Only certain lines below are wanted: those starting at the line containing "pub fn registry(&self)" and ending at the line containing "the selected files.", both included, each retyped exactly.

(Collected data entries)
::::::
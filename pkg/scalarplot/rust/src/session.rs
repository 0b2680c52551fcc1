// Unless explicitly stated otherwise all files in this repository are licensed
// under the Apache License Version 2.0.
// This product includes software developed at Datadog (https://www.datadoghq.com/).
// Copyright 2026-present Datadog, Inc.

//! Per-user state: the uploaded working set, fonts and rendering backends.

use std::path::{Path, PathBuf};

use log::{info, warn};
use tempfile::TempDir;

use crate::catalog::{Catalog, build_catalog};
use crate::config::Config;
use crate::errors::Result;
use crate::events::{EventFileReader, ScalarSource};
use crate::fonts::FontResolver;
use crate::labels::suggested_titles;
use crate::pack::pack;
use crate::registry::{Registry, register_uploads};
use crate::render::bitmap::PlottersBackend;
use crate::render::{ChartBackend, PlotOptions, RenderRequest, Renderer, fresh_output_dir};

/// Everything one user works with. Independent sessions share no state.
pub struct Session {
    config: Config,
    working_dir: Option<TempDir>,
    registry: Registry,
    fonts: FontResolver,
    source: Box<dyn ScalarSource>,
    backend: Box<dyn ChartBackend>,
}

impl Session {
    /// A session reading event files from disk and drawing PNGs.
    pub fn new(config: Config) -> Self {
        Self::with_parts(
            config,
            Box::new(EventFileReader::new()),
            Box::new(PlottersBackend::new()),
        )
    }

    pub fn with_parts(
        config: Config,
        source: Box<dyn ScalarSource>,
        backend: Box<dyn ChartBackend>,
    ) -> Self {
        let fonts = FontResolver::with_font_dirs(&config.font_dirs);
        Self {
            config,
            working_dir: None,
            registry: Registry::default(),
            fonts,
            source,
            backend,
        }
    }

    /// Plot options filled from the configured defaults.
    pub fn default_plot_options(&self) -> PlotOptions {
        self.config.render.plot_options()
    }

    /// Replaces the working set with `items`. The previous working directory
    /// is deleted even if the new uploads fail to register.
    pub fn register_uploads<P: AsRef<Path>>(&mut self, items: &[P]) -> Result<&Registry> {
        let previous = self.working_dir.take();
        self.registry = Registry::default();

        let (working_dir, registry) = register_uploads(
            items,
            previous,
            &self.config.work_dir,
            &self.config.event_marker,
        )?;
        if registry.is_empty() {
            warn!("No event files found in {} upload(s)", items.len());
        }
        self.working_dir = Some(working_dir);
        self.registry = registry;
        Ok(&self.registry)
    }

    pub fn registry(&self) -> &Registry {
        &self.registry
    }

    pub fn working_dir(&self) -> Option<&Path> {
        self.working_dir.as_ref().map(TempDir::path)
    }

    /// Catalog of the series in the selected files, read fresh from disk.
    pub fn build_catalog<S: AsRef<str>>(&self, selected: &[S]) -> Result<Catalog> {
        build_catalog(selected, &self.registry, self.source.as_ref())
    }

    /// Editable titles JSON for the selected files.
    pub fn suggested_titles<S: AsRef<str>>(&self, selected: &[S]) -> Result<String> {
        Ok(suggested_titles(&self.build_catalog(selected)?))
    }

    pub fn register_font(&mut self, path: &Path) -> Result<String> {
        self.fonts.register_file(path)
    }

    pub fn font_families(&self) -> Vec<String> {
        self.fonts.families()
    }

    /// Renders `request` for the series of `selected_files` into a new
    /// directory under `output_root`.
    pub fn render<S: AsRef<str>>(
        &self,
        selected_files: &[S],
        request: &RenderRequest,
        output_root: &Path,
    ) -> Result<Vec<PathBuf>> {
        let catalog = self.build_catalog(selected_files)?;
        let output_dir = fresh_output_dir(output_root)?;
        info!(
            "Rendering {} selection(s) from {} series into {}",
            request.selections.len(),
            catalog.len(),
            output_dir.display()
        );
        Renderer::new(self.source.as_ref(), self.backend.as_ref(), &self.fonts).render(
            &catalog,
            request,
            &output_dir,
        )
    }

    pub fn pack<P: AsRef<Path>>(&self, images: &[P], dest_dir: &Path) -> Result<PathBuf> {
        pack(images, dest_dir)
    }
}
::::::
● **RESPONSE AREA**
    pub fn registry(&self) -> &Registry {
        &self.registry
    }

    pub fn working_dir(&self) -> Option<&Path> {
        self.working_dir.as_ref().map(TempDir::path)
    }

    /// Catalog of the series in the selected files, read fresh from disk.
    pub fn build_catalog<S: AsRef<str>>(&self, selected: &[S]) -> Result<Catalog> {
        build_catalog(selected, &self.registry, self.source.as_ref())
    }

    /// Editable titles JSON for the selected files.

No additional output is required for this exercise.